Global Warming and How It’s Ravaging America

Global warming is affecting Gardner, and the whole country is experiencing greenhouse gases and their effects on the environment.

Isaac Peterson, Reporter

Global warming is affecting America; the whole country is experiencing greenhouse gases and their effects on the environment, and Congress is working on a new bill to reduce global warming.

“Global warming is harming the environment and mental health for humans and it’s destroying different types of habitats for animals,” junior Madison Orth said.

Global warming is a gradual increase in the overall temperature of the earth’s atmosphere generally attributed to the greenhouse effect caused by increased levels of carbon dioxide, chlorofluorocarbons, and other pollutants mostly due to coal factories and farming producing greenhouse gases and making it hotter. It’s gotten so bad that the polar ice caps are melting, habitats are dying, and everything is getting hotter. 

“Overall global warming is one of the biggest problems and issues in our country and many other countries,” Orth said. “It is very important that a bill is passed because global warming is dangerous.”

According to NPR, President Biden’s ambitious climate change plan could soon become a reality if Democrats in Congress succeed in passing a $3.5 trillion budget package. His plan revolves around the CEPP, which would pay utilities to switch from greenhouse gas-emitting electricity sources, such as coal and natural gas, to non-emitting sources such as wind power, solar power, hydropower, and nuclear power. This inquisition would lower the greenhouse gases in the country by a large margin and would help with the overall amount of greenhouse gases in the world. 

“I think global warming is an issue,” junior Jack Theisman said. “I just think there are other issues that are more important like world hunger and stuff like that.”

According to NPR the climate elements in the budget bill also include $13.5 billion for more electric vehicle charging stations and for the conversion of trucks to electric. An analysis from the Rhodium Group shows that this, combined with a proposed $7,500 tax credit for electric vehicles, could mean 61% of total vehicle sales in 2030 would be EVs. That exceeds the Biden administration’s goal of 50% by then. If the clean electricity plan passes, analysts said it’s possible new gas power plants could still be built if they had costly systems to capture their carbon emissions. But the plan mostly favors renewable and nuclear power. Coal would take the biggest hit. 

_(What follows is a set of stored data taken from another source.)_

//! Immediates, variables, casts, and broadcast.

use std::sync::Arc;

use smallvec::smallvec;
use snafu::ensure;
use tessera_dtype::ext::HasType;
use tessera_dtype::{Type, TypeCode};

use crate::error::{CastLaneMismatchSnafu, InvalidTypeSnafu, Result};
use crate::expr::{Expr, ExprRef};
use crate::op::Op;
use crate::types::{CallKind, Intrinsic};

/// Scalar value convertible into a typed immediate.
///
/// [`Expr::make_const`] dispatches on the target type's code, so the same
/// source value can seed an `IntImm`, `UIntImm`, or `FloatImm`.
pub trait IntoImm {
    fn into_imm(self, t: Type) -> Result<ExprRef>;
}

impl IntoImm for i64 {
    fn into_imm(self, t: Type) -> Result<ExprRef> {
        debug_assert!(t.is_scalar());
        let op = match t.code() {
            TypeCode::Int => Op::IntImm(self),
            TypeCode::UInt => Op::UIntImm(self as u64),
            TypeCode::Bool => Op::UIntImm((self != 0) as u64),
            TypeCode::Float => Op::FloatImm(self as f64),
            TypeCode::Handle => return InvalidTypeSnafu { operation: "make_const", dtype: t }.fail(),
        };
        Ok(Expr::new(op, t))
    }
}

impl IntoImm for u64 {
    fn into_imm(self, t: Type) -> Result<ExprRef> {
        debug_assert!(t.is_scalar());
        let op = match t.code() {
            TypeCode::Int => Op::IntImm(self as i64),
            TypeCode::UInt => Op::UIntImm(self),
            TypeCode::Bool => Op::UIntImm((self != 0) as u64),
            TypeCode::Float => Op::FloatImm(self as f64),
            TypeCode::Handle => return InvalidTypeSnafu { operation: "make_const", dtype: t }.fail(),
        };
        Ok(Expr::new(op, t))
    }
}

impl IntoImm for f64 {
    fn into_imm(self, t: Type) -> Result<ExprRef> {
        debug_assert!(t.is_scalar());
        let op = match t.code() {
            TypeCode::Int => Op::IntImm(self as i64),
            TypeCode::UInt => Op::UIntImm(self as u64),
            TypeCode::Bool => Op::UIntImm((self != 0.0) as u64),
            TypeCode::Float => Op::FloatImm(self),
            TypeCode::Handle => return InvalidTypeSnafu { operation: "make_const", dtype: t }.fail(),
        };
        Ok(Expr::new(op, t))
    }
}

impl IntoImm for f32 {
    fn into_imm(self, t: Type) -> Result<ExprRef> {
        (self as f64).into_imm(t)
    }
}

macro_rules! impl_into_imm_int {
    ($($ty:ty),+ $(,)?) => {$(
        impl IntoImm for $ty {
            fn into_imm(self, t: Type) -> Result<ExprRef> {
                (self as i64).into_imm(t)
            }
        }
    )+};
}

impl_into_imm_int!(bool, i8, i16, i32, u8, u16, u32);

impl Expr {
    /// Typed immediate of `t`, broadcast when `t` is a vector.
    pub fn make_const<V: IntoImm>(t: Type, value: V) -> Result<ExprRef> {
        if t.lanes() > 1 {
            let elem = value.into_imm(t.element_of())?;
            return Ok(Self::broadcast(&elem, t.lanes()));
        }
        value.into_imm(t)
    }

    /// Immediate from a Rust native value, with the type inferred.
    pub fn native_const<V: HasType + IntoImm>(value: V) -> Result<ExprRef> {
        Self::make_const(V::TYPE, value)
    }

    /// Additive identity of `t`.
    pub fn make_zero(t: Type) -> Result<ExprRef> {
        Self::make_const(t, 0i64)
    }

    /// Multiplicative identity of `t`.
    pub fn make_one(t: Type) -> Result<ExprRef> {
        Self::make_const(t, 1i64)
    }

    /// The literal scalar boolean `true`.
    pub fn const_true() -> ExprRef {
        Expr::new(Op::UIntImm(1), Type::BOOL)
    }

    /// Smallest representable value of `t` (elementwise for vectors).
    pub fn min_value(t: Type) -> Result<ExprRef> {
        let elem = t.element_of();
        match elem.code() {
            TypeCode::Int => {
                let v = if elem.bits() >= 64 { i64::MIN } else { -(1i64 << (elem.bits() - 1)) };
                Self::make_const(t, v)
            }
            TypeCode::UInt | TypeCode::Bool => Self::make_const(t, 0i64),
            TypeCode::Float => Self::make_const(t, -float_max(elem.bits())),
            TypeCode::Handle => InvalidTypeSnafu { operation: "min_value", dtype: t }.fail(),
        }
    }

    /// Largest representable value of `t` (elementwise for vectors).
    pub fn max_value(t: Type) -> Result<ExprRef> {
        let elem = t.element_of();
        match elem.code() {
            TypeCode::Int => {
                let v = if elem.bits() >= 64 { i64::MAX } else { (1i64 << (elem.bits() - 1)) - 1 };
                Self::make_const(t, v)
            }
            TypeCode::UInt => {
                let v = if elem.bits() >= 64 { u64::MAX } else { (1u64 << elem.bits()) - 1 };
                Self::make_const(t, v)
            }
            TypeCode::Bool => Self::make_const(t, 1i64),
            TypeCode::Float => Self::make_const(t, float_max(elem.bits())),
            TypeCode::Handle => InvalidTypeSnafu { operation: "max_value", dtype: t }.fail(),
        }
    }

    /// Named variable of type `t`.
    pub fn var(name: impl Into<String>, t: Type) -> ExprRef {
        Expr::new(Op::Var(name.into()), t)
    }

    /// Replicate a scalar across `lanes`.
    pub fn broadcast(value: &ExprRef, lanes: u16) -> ExprRef {
        debug_assert!(value.dtype().is_scalar());
        let t = value.dtype().with_lanes(lanes);
        Expr::new(Op::Broadcast { value: value.clone(), lanes }, t)
    }

    /// Value-preserving conversion to `t`.
    ///
    /// Immediate integers and floats fold directly into an immediate of the
    /// target type; a scalar cast to a vector type converts the element
    /// first and then broadcasts it. Vector-to-vector casts require equal
    /// lane counts.
    ///
    /// ```rust
    /// use tessera_ir::{Expr, Op, Type};
    ///
    /// let four = Expr::make_const(Type::INT32, 4).unwrap();
    /// let cast = four.try_cast(Type::FLOAT32).unwrap();
    /// assert!(matches!(cast.op(), Op::FloatImm(v) if *v == 4.0));
    /// ```
    pub fn try_cast(self: &Arc<Self>, t: Type) -> Result<ExprRef> {
        if self.dtype() == t {
            return Ok(self.clone());
        }
        if t.lanes() == 1 {
            if let Some(v) = self.as_int_imm() {
                return Self::make_const(t, v);
            }
            if let Some(v) = self.as_float_imm() {
                return Self::make_const(t, v);
            }
            return Ok(Expr::new(Op::Cast(self.clone()), t));
        }
        if self.dtype().lanes() == 1 {
            // Unrolled by hand: convert the element, then broadcast it.
            let vtype = t.element_of();
            let value = if self.dtype() == vtype {
                self.clone()
            } else if let Some(v) = self.as_int_imm() {
                Self::make_const(vtype, v)?
            } else if let Some(v) = self.as_float_imm() {
                Self::make_const(vtype, v)?
            } else {
                Expr::new(Op::Cast(self.clone()), vtype)
            };
            return Ok(Self::broadcast(&value, t.lanes()));
        }
        ensure!(self.dtype().lanes() == t.lanes(), CastLaneMismatchSnafu { from: self.dtype(), to: t });
        Ok(Expr::new(Op::Cast(self.clone()), t))
    }

    /// Reinterpret the bit pattern as `t` without converting the value.
    ///
    /// Never folds: an immediate's bit representation is not reconstructed
    /// here.
    pub fn reinterpret(self: &Arc<Self>, t: Type) -> ExprRef {
        if self.dtype() == t {
            return self.clone();
        }
        Self::pure_call(t, Intrinsic::Reinterpret, smallvec![self.clone()])
    }

    /// Side-effect-free intrinsic call node.
    pub(crate) fn pure_call(t: Type, name: Intrinsic, args: smallvec::SmallVec<[ExprRef; 3]>) -> ExprRef {
        Expr::new(Op::Call { name, args, kind: CallKind::PureIntrinsic }, t)
    }
}

fn float_max(bits: u8) -> f64 {
    match bits {
        16 => 65504.0,
        32 => f32::MAX as f64,
        _ => f64::MAX,
    }
}
//! Boolean connective tests: short-circuit folds and operand validation.

use std::sync::Arc;

use tessera_dtype::Type;

use crate::{BinaryOp, Error, Expr, Op};

#[test]
fn and_short_circuits_on_literals() {
    let t = Expr::const_true();
    let f = Expr::make_const(Type::BOOL, false).unwrap();
    let b = Expr::var("b", Type::BOOL);

    assert!(Arc::ptr_eq(&t.try_and(&b).unwrap(), &b));
    assert!(Arc::ptr_eq(&f.try_and(&b).unwrap(), &f));
    assert!(Arc::ptr_eq(&b.try_and(&t).unwrap(), &b));
    assert!(Arc::ptr_eq(&b.try_and(&f).unwrap(), &f));
}

#[test]
fn or_short_circuits_on_literals() {
    let t = Expr::const_true();
    let f = Expr::make_const(Type::BOOL, false).unwrap();
    let b = Expr::var("b", Type::BOOL);

    assert!(Arc::ptr_eq(&t.try_or(&b).unwrap(), &t));
    assert!(Arc::ptr_eq(&f.try_or(&b).unwrap(), &b));
    assert!(Arc::ptr_eq(&b.try_or(&t).unwrap(), &t));
    assert!(Arc::ptr_eq(&b.try_or(&f).unwrap(), &b));
}

#[test]
fn not_folds_literals() {
    let t = Expr::const_true();
    let f = Expr::make_const(Type::BOOL, false).unwrap();
    assert!(matches!(t.try_not().unwrap().op(), Op::UIntImm(0)));
    assert!(matches!(f.try_not().unwrap().op(), Op::UIntImm(1)));
}

#[test]
fn connectives_build_nodes_for_variables() {
    let a = Expr::var("a", Type::BOOL);
    let b = Expr::var("b", Type::BOOL);
    let r = a.try_and(&b).unwrap();
    assert!(matches!(r.op(), Op::Binary(BinaryOp::And, _, _)));
    assert_eq!(r.dtype(), Type::BOOL);

    let r = a.try_or(&b).unwrap();
    assert!(matches!(r.op(), Op::Binary(BinaryOp::Or, _, _)));

    let r = a.try_not().unwrap();
    assert!(matches!(r.op(), Op::Not(_)));
    assert_eq!(r.dtype(), Type::BOOL);
}

#[test]
fn vector_booleans_keep_lanes() {
    let a = Expr::var("a", Type::bool(4));
    let b = Expr::var("b", Type::bool(4));
    assert_eq!(a.try_and(&b).unwrap().dtype(), Type::bool(4));
    assert_eq!(a.try_not().unwrap().dtype(), Type::bool(4));
}

#[test]
fn mismatched_boolean_lanes_fail() {
    let a = Expr::var("a", Type::BOOL);
    let b = Expr::var("b", Type::bool(4));
    assert!(matches!(a.try_and(&b), Err(Error::TypeMismatch { .. })));
}

#[test]
fn non_boolean_operands_fail() {
    let x = Expr::var("x", Type::INT32);
    let y = Expr::var("y", Type::INT32);
    let b = Expr::var("b", Type::BOOL);
    assert!(matches!(x.try_and(&y), Err(Error::InvalidType { .. })));
    assert!(matches!(b.try_or(&x), Err(Error::InvalidType { .. })));
    assert!(matches!(x.try_not(), Err(Error::InvalidType { .. })));
}
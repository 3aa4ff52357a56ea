//! Arithmetic builders: `+ - * / %`, unary minus, and elementwise min/max.
//!
//! Rule order within each builder is load-bearing: the first matching fold
//! wins, and identity results are reconciled to the unified type with a
//! non-folding cast.

use std::sync::Arc;

use snafu::ensure;

use crate::error::{DivisionByZeroSnafu, Result};
use crate::expr::constructors::index_imms;
use crate::expr::{Expr, ExprRef};
use crate::op::Op;
use crate::types::BinaryOp;

/// Elementwise minimum/maximum share one skeleton: unify, fold when both
/// sides are immediates of the same kind, otherwise allocate the node.
macro_rules! minmax_ops {
    ($($method:ident => $op:ident, $f:ident),+ $(,)?) => {$(
        pub fn $method(self: &Arc<Self>, rhs: &Arc<Self>) -> Result<ExprRef> {
            let m = Self::match_arith(self.clone(), rhs.clone())?;
            if let (Some(pa), Some(pb)) = (m.pa, m.pb) {
                return Ok(Expr::new(Op::IntImm(pa.$f(pb)), m.rtype));
            }
            if let (Some(fa), Some(fb)) = (m.fa, m.fb) {
                return Ok(Expr::new(Op::FloatImm(fa.$f(fb)), m.rtype));
            }
            Ok(Expr::new(Op::Binary(BinaryOp::$op, m.a, m.b), m.rtype))
        }
    )+};
}

impl Expr {
    /// Addition with constant folding and zero elimination.
    pub fn try_add(self: &Arc<Self>, rhs: &Arc<Self>) -> Result<ExprRef> {
        let m = Self::match_arith(self.clone(), rhs.clone())?;
        if let (Some(pa), Some(pb)) = (m.pa, m.pb) {
            return Ok(Expr::new(Op::IntImm(pa.wrapping_add(pb)), m.rtype));
        }
        if m.pa == Some(0) {
            return Ok(Self::simple_cast(m.rtype, &m.b));
        }
        if m.pb == Some(0) {
            return Ok(Self::simple_cast(m.rtype, &m.a));
        }
        if let (Some(fa), Some(fb)) = (m.fa, m.fb) {
            return Ok(Expr::new(Op::FloatImm(fa + fb), m.rtype));
        }
        if m.fa == Some(0.0) {
            return Ok(Self::simple_cast(m.rtype, &m.b));
        }
        if m.fb == Some(0.0) {
            return Ok(Self::simple_cast(m.rtype, &m.a));
        }
        Ok(Expr::new(Op::Binary(BinaryOp::Add, m.a, m.b), m.rtype))
    }

    /// Unary minus.
    ///
    /// Immediates negate in place; everything else becomes `0 - x`. There
    /// is no mirror rule in [`try_sub`](Self::try_sub) rewriting `0 - x`
    /// back to a negation, which keeps the pair loop-free.
    pub fn try_neg(self: &Arc<Self>) -> Result<ExprRef> {
        if let Some(v) = self.as_int_imm() {
            return Ok(Expr::new(Op::IntImm(v.wrapping_neg()), self.dtype()));
        }
        if let Some(v) = self.as_float_imm() {
            return Ok(Expr::new(Op::FloatImm(-v), self.dtype()));
        }
        Self::make_zero(self.dtype())?.try_sub(self)
    }

    /// Subtraction. Only the right-hand zero is an identity.
    pub fn try_sub(self: &Arc<Self>, rhs: &Arc<Self>) -> Result<ExprRef> {
        let m = Self::match_arith(self.clone(), rhs.clone())?;
        if let (Some(pa), Some(pb)) = (m.pa, m.pb) {
            return Ok(Expr::new(Op::IntImm(pa.wrapping_sub(pb)), m.rtype));
        }
        if m.pb == Some(0) {
            return Ok(Self::simple_cast(m.rtype, &m.a));
        }
        if let (Some(fa), Some(fb)) = (m.fa, m.fb) {
            return Ok(Expr::new(Op::FloatImm(fa - fb), m.rtype));
        }
        if m.fb == Some(0.0) {
            return Ok(Self::simple_cast(m.rtype, &m.a));
        }
        Ok(Expr::new(Op::Binary(BinaryOp::Sub, m.a, m.b), m.rtype))
    }

    /// Multiplication with constant folding, unit elimination, and zero
    /// absorption on either side.
    pub fn try_mul(self: &Arc<Self>, rhs: &Arc<Self>) -> Result<ExprRef> {
        let m = Self::match_arith(self.clone(), rhs.clone())?;
        if let (Some(pa), Some(pb)) = (m.pa, m.pb) {
            return Ok(Expr::new(Op::IntImm(pa.wrapping_mul(pb)), m.rtype));
        }
        if let Some(pa) = m.pa {
            if pa == 1 {
                return Ok(Self::simple_cast(m.rtype, &m.b));
            }
            if pa == 0 {
                return Ok(Self::simple_cast(m.rtype, &m.a));
            }
        }
        if let Some(pb) = m.pb {
            if pb == 1 {
                return Ok(Self::simple_cast(m.rtype, &m.a));
            }
            if pb == 0 {
                return Ok(Self::simple_cast(m.rtype, &m.b));
            }
        }
        if let (Some(fa), Some(fb)) = (m.fa, m.fb) {
            return Ok(Expr::new(Op::FloatImm(fa * fb), m.rtype));
        }
        if let Some(fa) = m.fa {
            if fa == 1.0 {
                return Ok(Self::simple_cast(m.rtype, &m.b));
            }
            if fa == 0.0 {
                return Ok(Self::simple_cast(m.rtype, &m.a));
            }
        }
        if let Some(fb) = m.fb {
            if fb == 1.0 {
                return Ok(Self::simple_cast(m.rtype, &m.a));
            }
            if fb == 0.0 {
                return Ok(Self::simple_cast(m.rtype, &m.b));
            }
        }
        Ok(Expr::new(Op::Binary(BinaryOp::Mul, m.a, m.b), m.rtype))
    }

    /// Division.
    ///
    /// Integer folding is restricted to a non-negative numerator and a
    /// positive denominator: rounding of the other quadrants differs
    /// across target languages and hardware, so those are deferred to
    /// lowering. A literal zero divisor fails construction.
    pub fn try_div(self: &Arc<Self>, rhs: &Arc<Self>) -> Result<ExprRef> {
        let m = Self::match_arith(self.clone(), rhs.clone())?;
        if let (Some(pa), Some(pb)) = (m.pa, m.pb)
            && pa >= 0
            && pb > 0
        {
            return Ok(Expr::new(Op::IntImm(pa / pb), m.rtype));
        }
        if m.pa == Some(0) {
            return Ok(Self::simple_cast(m.rtype, &m.a));
        }
        if let Some(pb) = m.pb {
            if pb == 1 {
                return Ok(Self::simple_cast(m.rtype, &m.a));
            }
            ensure!(pb != 0, DivisionByZeroSnafu);
        }
        if let (Some(fa), Some(fb)) = (m.fa, m.fb)
            && fb != 0.0
        {
            return Ok(Expr::new(Op::FloatImm(fa / fb), m.rtype));
        }
        if m.fa == Some(0.0) {
            return Ok(Self::simple_cast(m.rtype, &m.a));
        }
        if let Some(fb) = m.fb {
            if fb == 1.0 {
                return Ok(Self::simple_cast(m.rtype, &m.a));
            }
            ensure!(fb != 0.0, DivisionByZeroSnafu);
        }
        Ok(Expr::new(Op::Binary(BinaryOp::Div, m.a, m.b), m.rtype))
    }

    /// Modulo.
    ///
    /// Takes only the index fast path: non-index operands still unify but
    /// build the node without folding. The quadrant restriction matches
    /// [`try_div`](Self::try_div).
    pub fn try_mod(self: &Arc<Self>, rhs: &Arc<Self>) -> Result<ExprRef> {
        if let Some(ix) = index_imms(self, rhs) {
            if let (Some(pa), Some(pb)) = (ix.pa, ix.pb)
                && pa >= 0
                && pb > 0
            {
                return Ok(Expr::new(Op::IntImm(pa % pb), ix.rtype));
            }
            if ix.pa == Some(0) {
                return Ok(Self::simple_cast(ix.rtype, self));
            }
            if let Some(pb) = ix.pb {
                if pb == 1 {
                    return Self::make_zero(ix.rtype);
                }
                ensure!(pb != 0, DivisionByZeroSnafu);
            }
        }
        let (a, b) = Self::match_binary_types(self.clone(), rhs.clone())?;
        let rtype = a.dtype();
        Ok(Expr::new(Op::Binary(BinaryOp::Mod, a, b), rtype))
    }

    minmax_ops! {
        try_min => Min, min,
        try_max => Max, max,
    }
}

“I had this idea of dropping this huge ice cube in the ocean, I don’t know if that’ll work though,” Theisman said.

That might not be the perfect solution but much of the electricity and heat used in the U.S. are powered by coal, oil, and gas. Citizens can use less energy by lowering their heating and cooling, switching to LED light bulbs and energy-efficient electric appliances, washing their laundry with cold water, or hanging things to dry instead of using a dryer, even recycling more. Another good option is taking any opportunity they can to walk or bike to places instead of using a car. What is even better about this option is instead of using a modern treadmill, they can go outside and walk instead of using electricity.

According to EPA Kansas’s climate is changing. In the past century, most of the state has warmed by at least half a degree (F). The soil is becoming drier. Rainstorms are becoming more intense, and floods are becoming more severe. This is due to global warming.